It’s fantastic news that Hacks has just been renewed for a second season, but even if it hadn’t, the first season of the HBO Max comedy would have still made for a rich and complex story on its own. While there’s still plenty of story left to tell about legendary stand-up comic Deborah Vance (Jean Smart) and Ava (Hannah Einbinder), the young writer who ends up becoming a true creative partner for her, the first season truly took the characters on a wild journey that encompassed professional success and failure, as well as personal grief.

Creators Lucia Aniello, Paul W. Downs, and Jen Statsky were generous enough to speak with me about the final episodes of the season, as well as just a little bit about what’s in store for Season 2, and I do apologize to them about the fact that the headline of this article is not, despite their request, “Hacks Creators Love Veep.” (Though they might have been joking about that.) Via Zoom, they detailed the process by which the “archival” footage of a younger Deborah is created and what went into casting two well-known British actors for small roles in what might be the most important scene of the season. But first, we talked about one of the show’s most important elements, without question.

Collider: We’re having this wonderful Jean Smart moment right now, and I feel like the thing that I’ve been especially appreciating is her laugh.

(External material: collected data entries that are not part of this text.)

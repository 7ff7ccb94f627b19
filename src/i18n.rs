// ==========================================
// 包装物料 BOM 系统 - 界面语言
// ==========================================
// 职责: 语言切换（归一化到已有的 locale 文件）、消息查找与 %{k} 占位符填充
// 红线: 未知语言一律退回西班牙语
// ==========================================

/// 已提供翻译文件的语言（第一个为默认）
pub const SUPPORTED_LOCALES: [&str; 2] = ["es", "en"];

/// 语言代码归一化："en-US" / "EN" → "en"，未知 → "es"
pub fn normalize_locale(locale: &str) -> &'static str {
    let primary = locale
        .trim()
        .split(|c: char| c == '-' || c == '_')
        .next()
        .unwrap_or_default()
        .to_ascii_lowercase();
    SUPPORTED_LOCALES
        .iter()
        .copied()
        .find(|l| *l == primary)
        .unwrap_or(SUPPORTED_LOCALES[0])
}

pub fn current_locale() -> String {
    rust_i18n::locale().to_string()
}

/// 切换语言，返回实际生效的语言代码
pub fn set_locale(locale: &str) -> &'static str {
    let effective = normalize_locale(locale);
    rust_i18n::set_locale(effective);
    effective
}

/// 查找消息
///
/// ```no_run
/// let msg = packaging_bom::i18n::t("common.success");
/// ```
pub fn t(key: &str) -> String {
    rust_i18n::t!(key).to_string()
}

/// 查找消息并填充 %{name} 占位符
///
/// ```no_run
/// use packaging_bom::i18n::t_with_args;
/// let msg = t_with_args("assembly.supply_code_required", &[("category", "Fleje")]);
/// ```
pub fn t_with_args(key: &str, args: &[(&str, &str)]) -> String {
    fill(t(key), args)
}

fn fill(template: String, args: &[(&str, &str)]) -> String {
    args.iter().fold(template, |text, (name, value)| {
        text.replace(&format!("%{{{name}}}"), value)
    })
}
// ==========================================
// 包装物料 BOM 系统 - 仓储层错误类型
// ==========================================
// 工具: thiserror 派生宏
// ==========================================

use thiserror::Error;

/// 仓储层错误类型
#[derive(Error, Debug)]
pub enum RepositoryError {
    // ===== 数据库错误 =====
    #[error("记录未找到: {entity} with id={id}")]
    NotFound { entity: String, id: String },

    #[error("数据库连接失败: {0}")]
    DatabaseConnectionError(String),

    #[error("数据库锁获取失败: {0}")]
    LockError(String),

    #[error("数据库事务失败: {0}")]
    DatabaseTransactionError(String),

    #[error("数据库查询失败: {0}")]
    DatabaseQueryError(String),

    #[error("唯一约束违反: {0}")]
    UniqueConstraintViolation(String),

    // ===== 远端错误 =====
    #[error("远端服务拒绝请求: {0}")]
    Remote(String),

    #[error("序列化失败: {0}")]
    Serialization(String),

    // ===== 数据质量错误 =====
    #[error("字段值错误 (field={field}): {message}")]
    FieldValueError { field: String, message: String },

    // ===== 通用错误 =====
    #[error("内部错误: {0}")]
    InternalError(String),

    #[error(transparent)]
    Other(#[from] anyhow::Error),
}

impl RepositoryError {
    pub fn not_found(entity: &str, id: &str) -> Self {
        RepositoryError::NotFound {
            entity: entity.to_string(),
            id: id.to_string(),
        }
    }

    pub fn is_not_found(&self) -> bool {
        matches!(self, RepositoryError::NotFound { .. })
    }
}

// 实现 From<rusqlite::Error>
impl From<rusqlite::Error> for RepositoryError {
    fn from(err: rusqlite::Error) -> Self {
        match err {
            rusqlite::Error::SqliteFailure(_, Some(msg)) => {
                if msg.contains("UNIQUE") {
                    RepositoryError::UniqueConstraintViolation(msg)
                } else {
                    RepositoryError::DatabaseQueryError(msg)
                }
            }
            rusqlite::Error::QueryReturnedNoRows => RepositoryError::NotFound {
                entity: "Unknown".to_string(),
                id: "Unknown".to_string(),
            },
            _ => RepositoryError::DatabaseQueryError(err.to_string()),
        }
    }
}

// 实现 From<serde_json::Error>
impl From<serde_json::Error> for RepositoryError {
    fn from(err: serde_json::Error) -> Self {
        RepositoryError::Serialization(err.to_string())
    }
}

/// Result 类型别名
pub type RepositoryResult<T> = Result<T, RepositoryError>;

Were you guys aware of how great her laugh is before you cast her? And what has it been like having that as a factor in the show?

LUCIA ANIELLO: It’s almost like when people say the city is another character — her laugh is another character.

JEN STATSKY: Yeah. I mean, best laugh in the biz for our money. Yeah.

PAUL W. DOWNS: When we were talking about how lucky we would be if Jean said yes, we were like, “And her laugh is so good.” Because it’s something you want, especially for a standup comedian, to have a good laugh and she really has such a full… I do think it’s a reflection of how good a person she is and how good her soul is. I’m like, you’re hearing it. Her laugh is so full and true and great.

ANIELLO: And generous.

DOWNS: And she doesn’t fake it.

ANIELLO: No.

I was going to ask…

DOWNS: No. Well, luckily, Hannah makes her laugh.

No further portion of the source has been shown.